WHAT IS BEING ASKED:
For the entries below, count the lines containing "parse" and give only that number.

※ ※ ※

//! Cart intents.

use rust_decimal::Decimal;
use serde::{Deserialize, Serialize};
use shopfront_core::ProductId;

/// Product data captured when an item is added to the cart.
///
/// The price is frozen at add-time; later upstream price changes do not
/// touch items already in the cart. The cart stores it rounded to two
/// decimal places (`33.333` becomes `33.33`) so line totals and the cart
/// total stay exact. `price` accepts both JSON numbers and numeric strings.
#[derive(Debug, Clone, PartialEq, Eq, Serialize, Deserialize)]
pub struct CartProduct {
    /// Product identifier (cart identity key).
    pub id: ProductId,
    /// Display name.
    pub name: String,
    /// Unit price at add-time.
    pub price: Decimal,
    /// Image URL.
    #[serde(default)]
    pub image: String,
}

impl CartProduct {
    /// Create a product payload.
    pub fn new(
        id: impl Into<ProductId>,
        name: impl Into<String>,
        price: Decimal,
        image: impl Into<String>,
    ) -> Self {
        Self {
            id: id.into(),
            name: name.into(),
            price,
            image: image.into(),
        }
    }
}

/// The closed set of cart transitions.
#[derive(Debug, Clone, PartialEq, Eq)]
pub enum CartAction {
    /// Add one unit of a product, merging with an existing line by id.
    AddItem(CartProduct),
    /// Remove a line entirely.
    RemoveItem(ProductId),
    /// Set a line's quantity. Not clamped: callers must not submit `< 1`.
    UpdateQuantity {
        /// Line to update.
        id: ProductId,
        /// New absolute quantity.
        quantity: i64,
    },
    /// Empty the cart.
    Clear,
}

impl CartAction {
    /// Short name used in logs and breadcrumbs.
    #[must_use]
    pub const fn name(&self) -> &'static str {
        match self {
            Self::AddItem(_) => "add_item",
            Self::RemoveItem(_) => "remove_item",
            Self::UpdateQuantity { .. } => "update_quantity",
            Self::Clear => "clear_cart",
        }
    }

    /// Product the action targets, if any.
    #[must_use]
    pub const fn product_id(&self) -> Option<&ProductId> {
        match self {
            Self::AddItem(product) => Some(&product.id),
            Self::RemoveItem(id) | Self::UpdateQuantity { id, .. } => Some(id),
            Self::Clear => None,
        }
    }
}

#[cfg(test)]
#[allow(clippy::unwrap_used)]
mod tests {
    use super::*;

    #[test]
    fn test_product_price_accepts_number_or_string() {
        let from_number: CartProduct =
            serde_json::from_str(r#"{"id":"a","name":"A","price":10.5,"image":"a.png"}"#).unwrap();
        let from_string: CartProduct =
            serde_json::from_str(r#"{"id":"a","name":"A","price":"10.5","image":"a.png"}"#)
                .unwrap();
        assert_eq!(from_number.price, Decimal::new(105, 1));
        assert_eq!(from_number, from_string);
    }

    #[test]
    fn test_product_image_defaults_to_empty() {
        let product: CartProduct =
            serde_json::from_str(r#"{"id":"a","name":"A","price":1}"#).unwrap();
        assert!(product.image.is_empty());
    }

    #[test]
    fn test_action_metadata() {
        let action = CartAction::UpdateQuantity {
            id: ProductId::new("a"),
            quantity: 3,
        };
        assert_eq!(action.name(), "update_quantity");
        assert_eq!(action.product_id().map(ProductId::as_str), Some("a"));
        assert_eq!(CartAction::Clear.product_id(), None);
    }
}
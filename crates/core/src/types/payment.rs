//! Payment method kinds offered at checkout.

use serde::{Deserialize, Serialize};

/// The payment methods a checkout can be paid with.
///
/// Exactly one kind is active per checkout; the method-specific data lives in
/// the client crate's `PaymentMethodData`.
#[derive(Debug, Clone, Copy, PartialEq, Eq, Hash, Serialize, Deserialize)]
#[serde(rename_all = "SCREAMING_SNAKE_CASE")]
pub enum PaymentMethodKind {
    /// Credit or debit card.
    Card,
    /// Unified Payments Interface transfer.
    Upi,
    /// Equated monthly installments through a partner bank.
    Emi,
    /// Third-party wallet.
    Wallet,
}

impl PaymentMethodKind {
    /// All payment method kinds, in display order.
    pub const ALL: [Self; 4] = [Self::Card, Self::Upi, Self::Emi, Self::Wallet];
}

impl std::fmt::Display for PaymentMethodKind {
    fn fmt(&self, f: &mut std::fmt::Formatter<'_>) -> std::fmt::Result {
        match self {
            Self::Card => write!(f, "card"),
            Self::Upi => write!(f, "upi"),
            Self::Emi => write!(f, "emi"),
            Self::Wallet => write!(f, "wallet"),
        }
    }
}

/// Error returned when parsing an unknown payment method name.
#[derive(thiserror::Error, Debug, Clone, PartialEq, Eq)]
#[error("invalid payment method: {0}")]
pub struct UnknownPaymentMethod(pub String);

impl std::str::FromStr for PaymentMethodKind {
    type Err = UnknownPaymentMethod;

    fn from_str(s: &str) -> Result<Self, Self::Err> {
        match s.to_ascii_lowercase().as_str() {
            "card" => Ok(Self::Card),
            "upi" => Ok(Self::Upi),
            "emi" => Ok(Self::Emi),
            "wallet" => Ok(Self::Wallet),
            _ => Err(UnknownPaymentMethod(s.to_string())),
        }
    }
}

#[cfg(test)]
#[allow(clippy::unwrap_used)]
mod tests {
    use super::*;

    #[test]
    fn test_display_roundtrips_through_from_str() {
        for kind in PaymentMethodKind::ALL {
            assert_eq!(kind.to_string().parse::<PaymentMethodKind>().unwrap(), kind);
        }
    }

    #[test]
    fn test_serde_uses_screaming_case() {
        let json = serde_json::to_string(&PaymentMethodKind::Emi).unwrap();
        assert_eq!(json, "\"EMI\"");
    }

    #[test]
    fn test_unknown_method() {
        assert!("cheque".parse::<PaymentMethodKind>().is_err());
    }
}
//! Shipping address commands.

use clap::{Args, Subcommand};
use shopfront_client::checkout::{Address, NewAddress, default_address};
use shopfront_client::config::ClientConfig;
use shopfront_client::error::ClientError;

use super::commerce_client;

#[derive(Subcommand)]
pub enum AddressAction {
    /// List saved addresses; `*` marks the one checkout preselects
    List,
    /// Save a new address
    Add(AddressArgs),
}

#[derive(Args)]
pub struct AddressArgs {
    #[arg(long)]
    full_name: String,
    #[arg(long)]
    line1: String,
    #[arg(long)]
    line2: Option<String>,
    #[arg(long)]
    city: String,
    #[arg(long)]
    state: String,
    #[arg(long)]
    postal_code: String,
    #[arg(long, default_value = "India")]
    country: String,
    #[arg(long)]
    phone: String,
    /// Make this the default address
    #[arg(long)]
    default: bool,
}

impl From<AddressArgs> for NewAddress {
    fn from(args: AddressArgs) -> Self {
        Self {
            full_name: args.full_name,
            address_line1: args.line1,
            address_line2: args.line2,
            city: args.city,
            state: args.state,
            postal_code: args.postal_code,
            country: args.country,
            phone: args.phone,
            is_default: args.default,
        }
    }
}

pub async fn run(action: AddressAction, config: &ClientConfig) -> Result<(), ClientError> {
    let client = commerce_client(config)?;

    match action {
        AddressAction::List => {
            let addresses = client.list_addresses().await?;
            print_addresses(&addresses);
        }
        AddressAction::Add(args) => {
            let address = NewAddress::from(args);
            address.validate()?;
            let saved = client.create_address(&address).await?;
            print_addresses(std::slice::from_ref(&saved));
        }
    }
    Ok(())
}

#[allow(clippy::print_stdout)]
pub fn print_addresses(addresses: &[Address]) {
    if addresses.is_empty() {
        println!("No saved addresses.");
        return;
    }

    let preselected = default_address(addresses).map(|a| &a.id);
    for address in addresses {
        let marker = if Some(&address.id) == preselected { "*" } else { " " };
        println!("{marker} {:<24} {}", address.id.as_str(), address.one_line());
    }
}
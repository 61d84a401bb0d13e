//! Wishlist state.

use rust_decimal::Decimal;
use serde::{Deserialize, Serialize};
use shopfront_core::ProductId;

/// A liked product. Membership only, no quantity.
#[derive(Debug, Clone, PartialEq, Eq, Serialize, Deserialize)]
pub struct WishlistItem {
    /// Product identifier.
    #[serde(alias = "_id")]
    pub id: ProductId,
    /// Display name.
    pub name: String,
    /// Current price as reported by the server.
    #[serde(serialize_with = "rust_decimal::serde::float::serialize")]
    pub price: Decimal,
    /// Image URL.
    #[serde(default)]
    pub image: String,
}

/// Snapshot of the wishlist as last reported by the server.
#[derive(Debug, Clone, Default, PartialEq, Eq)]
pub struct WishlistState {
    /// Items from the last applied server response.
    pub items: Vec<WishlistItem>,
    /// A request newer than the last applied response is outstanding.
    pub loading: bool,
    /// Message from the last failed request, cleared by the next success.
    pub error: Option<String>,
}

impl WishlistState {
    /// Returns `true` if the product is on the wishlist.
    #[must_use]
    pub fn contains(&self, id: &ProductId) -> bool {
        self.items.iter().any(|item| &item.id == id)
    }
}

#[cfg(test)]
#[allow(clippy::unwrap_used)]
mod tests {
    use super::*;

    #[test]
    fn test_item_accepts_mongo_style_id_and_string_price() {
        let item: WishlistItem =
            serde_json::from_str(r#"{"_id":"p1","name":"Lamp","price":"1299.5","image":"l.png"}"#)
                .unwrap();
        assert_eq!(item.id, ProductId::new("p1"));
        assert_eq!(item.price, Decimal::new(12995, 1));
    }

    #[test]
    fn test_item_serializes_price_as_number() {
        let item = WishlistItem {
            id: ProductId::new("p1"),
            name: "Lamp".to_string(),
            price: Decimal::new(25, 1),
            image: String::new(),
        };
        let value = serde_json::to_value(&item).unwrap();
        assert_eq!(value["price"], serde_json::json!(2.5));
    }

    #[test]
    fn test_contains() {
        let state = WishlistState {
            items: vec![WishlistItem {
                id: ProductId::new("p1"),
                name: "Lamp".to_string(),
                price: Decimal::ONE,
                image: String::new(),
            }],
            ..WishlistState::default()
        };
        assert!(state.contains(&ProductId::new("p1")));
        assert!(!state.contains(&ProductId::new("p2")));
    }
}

※ ※ ※

SOLUTION TO THE PROBLEM:
2